Most of us, in fact, are never even in the present moment of time. We place our attention in the past or the future, almost never in the present. We keep raking over what is gone, or planning for what may be. Yet the wise tell us that the past is history, and the future just an idea. What we actually have before us is the present; but this is where we least want to live. Some studies actually suggest that the average person spends no more than 7 seconds out of every minute in the present moment.
If time is ignored as a component of wealth, what of health? It is self-evident that material wealth cannot be enjoyed without good health; yet Kenyans can be found obsessively working all hours, eating badly and caught in the throes of a stress that eats away at their fundaments. Another (unnamed) sage put it thus: “Many of us lose our health gaining our wealth; and then lose our wealth regaining our health.” Idiocy indeed, but are the posh wings of our hospitals not filled with rich people tormented by heart disease, hypertension, ulcers and cancers accumulated in the race for money?
If we understood the broader definition of wealth, balance would return to our lives. We would value our time and expend it on the things that matter most: family; friendships; thoughtful reflection; the needs of society. We would spend more time being aware of where we are and what is around us at any given moment, rather than existing in a constant fog where we are rekindling regrets from the past or indulging hallucinations about the future.
If we could put health and money on the same pedestal, we would eat more carefully and work more sensibly.
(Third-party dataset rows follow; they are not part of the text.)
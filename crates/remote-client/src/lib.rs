//! remote-client library entry point.
//!
//! Re-exports all public modules so that integration tests in `tests/`
//! and the binary entry point in `main.rs` share the same module tree.
//!
//! # What does remote-client do? (for beginners)
//!
//! A small server process runs on the machine being controlled and exposes a
//! handful of HTTP endpoints.  This client is the remote control for it:
//!
//! 1. Four directional controls move the remote mouse.  While one is held the
//!    client re-sends a `move_mouse` command every 100 ms.
//! 2. One-shot controls click, raise or lower the volume.
//! 3. The action panel turns the machine off, restarts or suspends it.
//! 4. The System Info view fetches temperature, CPU load, memory and disk
//!    usage from four endpoints at once and shows the merged result.
//!
//! Nothing is retried and nothing blocks the view: failed commands are
//! logged, and a failed telemetry fetch keeps the last good reading on
//! screen.

/// Application layer: use cases for the client.
pub mod application;

/// Infrastructure layer: HTTP transport, config, UI bridge and console.
pub mod infrastructure;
We would get less angry and accept that life is inherently unpredictable. We would seek to prevent more and cure less; we would spend less time in courts seeking redress, and more time in retreats seeking peace; we would spend more on florists and less on chemists.
A balanced view of wealth would also bring about a fundamental realisation: that wealth is only a means, not an end. We need wealth in order to do something bigger with it; not to heap it in stockpiles. This applies in corporations as much as it does to individuals: the company that merely accumulates reserves year after year is soon forced to reinvest and rethink from first principles.
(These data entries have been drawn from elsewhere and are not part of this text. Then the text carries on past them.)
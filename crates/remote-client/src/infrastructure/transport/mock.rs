//! In-memory transport that records requests instead of sending them.
//!
//! # Why a mock transport?
//!
//! The real [`HttpTransport`](super::HttpTransport) needs a running
//! remote-control server, and the things worth asserting (how many moves a
//! held button sent, which body a click produced) are awkward to observe on
//! the wire.  `MockTransport` pushes every call into a `Mutex<Vec<...>>` so
//! tests can inspect exactly what was sent and in what order.
//!
//! It also backs the binary's `--offline` mode, serving canned telemetry.
//!
//! # Usage in tests
//!
//! ```ignore
//! let transport = Arc::new(MockTransport::with_sample_telemetry());
//! let dispatcher = CommandDispatcher::new(transport.clone());
//!
//! dispatcher.send_volume_command(Command::VolumeUp).await.unwrap();
//!
//! assert_eq!(transport.command_posts(), vec![CommandRequest::bare(Command::VolumeUp)]);
//! ```

use std::collections::HashMap;
use std::sync::Mutex;

use async_trait::async_trait;
use remote_core::protocol::endpoints::{COMMAND, CPU_LOAD, DISK_INFO, MEMORY_INFO, SYSTEM_INFO};
use remote_core::CommandRequest;
use serde_json::{json, Value};
use tracing::debug;

use crate::application::remote_api::{RemoteTransport, TransportError};

/// A canned GET outcome: a JSON body or an HTTP error status.
#[derive(Debug, Clone)]
pub enum CannedResponse {
    Json(Value),
    Status(u16),
}

/// A transport that records all calls without any network I/O.
#[derive(Debug, Default)]
pub struct MockTransport {
    /// Every `(path, body)` passed to `post`, in call order.
    pub posts: Mutex<Vec<(String, Option<CommandRequest>)>>,
    /// Every path passed to `get_json`, in call order.
    pub gets: Mutex<Vec<String>>,
    /// Response served per GET path; unknown paths answer 404.
    responses: Mutex<HashMap<String, CannedResponse>>,
    /// When set, every POST fails with this status (after being recorded).
    post_failure: Option<u16>,
}

impl MockTransport {
    /// Creates a mock with no canned responses; every POST succeeds.
    pub fn new() -> Self {
        Self::default()
    }

    /// Creates a mock whose POSTs all fail with `status`.
    pub fn failing(status: u16) -> Self {
        Self {
            post_failure: Some(status),
            ..Self::default()
        }
    }

    /// Creates a mock serving a plausible reading on all four telemetry endpoints.
    pub fn with_sample_telemetry() -> Self {
        let mock = Self::new();
        mock.respond(SYSTEM_INFO, CannedResponse::Json(json!({ "temperature": 47.5 })));
        mock.respond(CPU_LOAD, CannedResponse::Json(json!({ "load": 12.25 })));
        mock.respond(
            MEMORY_INFO,
            CannedResponse::Json(json!({
                "total": 17179869184u64,
                "free": 5368709120u64,
                "used": 11811160064u64,
                "active": 7516192768u64,
                "available": 9663676416u64
            })),
        );
        mock.respond(
            DISK_INFO,
            CannedResponse::Json(json!([
                { "fs": "/dev/sda2", "type": "ext4", "used": 128849018880u64, "size": 498216206336u64 }
            ])),
        );
        mock
    }

    /// Sets (or replaces) the response for GET `path`.
    pub fn respond(&self, path: &str, response: CannedResponse) {
        self.responses
            .lock()
            .unwrap()
            .insert(path.to_string(), response);
    }

    /// Bodies of every POST to `/`, in call order.
    pub fn command_posts(&self) -> Vec<CommandRequest> {
        self.posts
            .lock()
            .unwrap()
            .iter()
            .filter(|(path, _)| path == COMMAND)
            .filter_map(|(_, body)| *body)
            .collect()
    }

    /// Paths of every POST, in call order.
    pub fn post_paths(&self) -> Vec<String> {
        self.posts
            .lock()
            .unwrap()
            .iter()
            .map(|(path, _)| path.clone())
            .collect()
    }

    /// Number of GET calls made so far.
    pub fn get_count(&self) -> usize {
        self.gets.lock().unwrap().len()
    }
}

#[async_trait]
impl RemoteTransport for MockTransport {
    async fn get_json(&self, path: &str) -> Result<Value, TransportError> {
        self.gets.lock().unwrap().push(path.to_string());
        let canned = self.responses.lock().unwrap().get(path).cloned();
        match canned {
            Some(CannedResponse::Json(value)) => Ok(value),
            Some(CannedResponse::Status(status)) => Err(TransportError::Status {
                path: path.to_string(),
                status,
            }),
            None => Err(TransportError::Status {
                path: path.to_string(),
                status: 404,
            }),
        }
    }

    async fn post(&self, path: &str, body: Option<CommandRequest>) -> Result<(), TransportError> {
        debug!("mock POST {path} {body:?}");
        self.posts.lock().unwrap().push((path.to_string(), body));
        match self.post_failure {
            Some(status) => Err(TransportError::Status {
                path: path.to_string(),
                status,
            }),
            None => Ok(()),
        }
    }
}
Charles Handy, the renowned management thinker, put it so: “The purpose of business is not just to make a profit, full stop. It is to make a profit so that the business can do something more, or better.” Businesses are as much about improving lives as they are about turning a profit. They provide careers, apply and spread technology and improve productivity. At their worst, they are empty vehicles that feed the accumulative urges of an individual; at their best they are active agents for the improvement of society.
Whatever your earnings (above a basic minimum), the Swami has a prescription for you: spend 50 per cent; reinvest 20 per cent; and save 20 per cent. And the final 10 per cent? Just give it away. This “tithe” is found in all societies and cultures; but few live up to it. Indeed, the person of modest means often finds it easier to give away a tenth of his or her earnings, than does the billionaire who looks at the absolute amount and recoils in horror.
Ultimately, we will only be balanced in our view of wealth when we learn to give it away. Hoarding it creates clots and blockages; letting it flow freely into and out of our lives makes it a truly creative force. As the Swami put it: if Lake Victoria only received water, it would become bloated and stagnant and a place of disease. Because it is the source of the great Nile, however, it waters the soils of many a land and creates fertile conditions for millions.
Sometimes, the best lessons in managing wealth do not come from financial advisors and investment analysts; they come from those who have discerned the true place of wealth in our lives, and who can value it without worshipping it.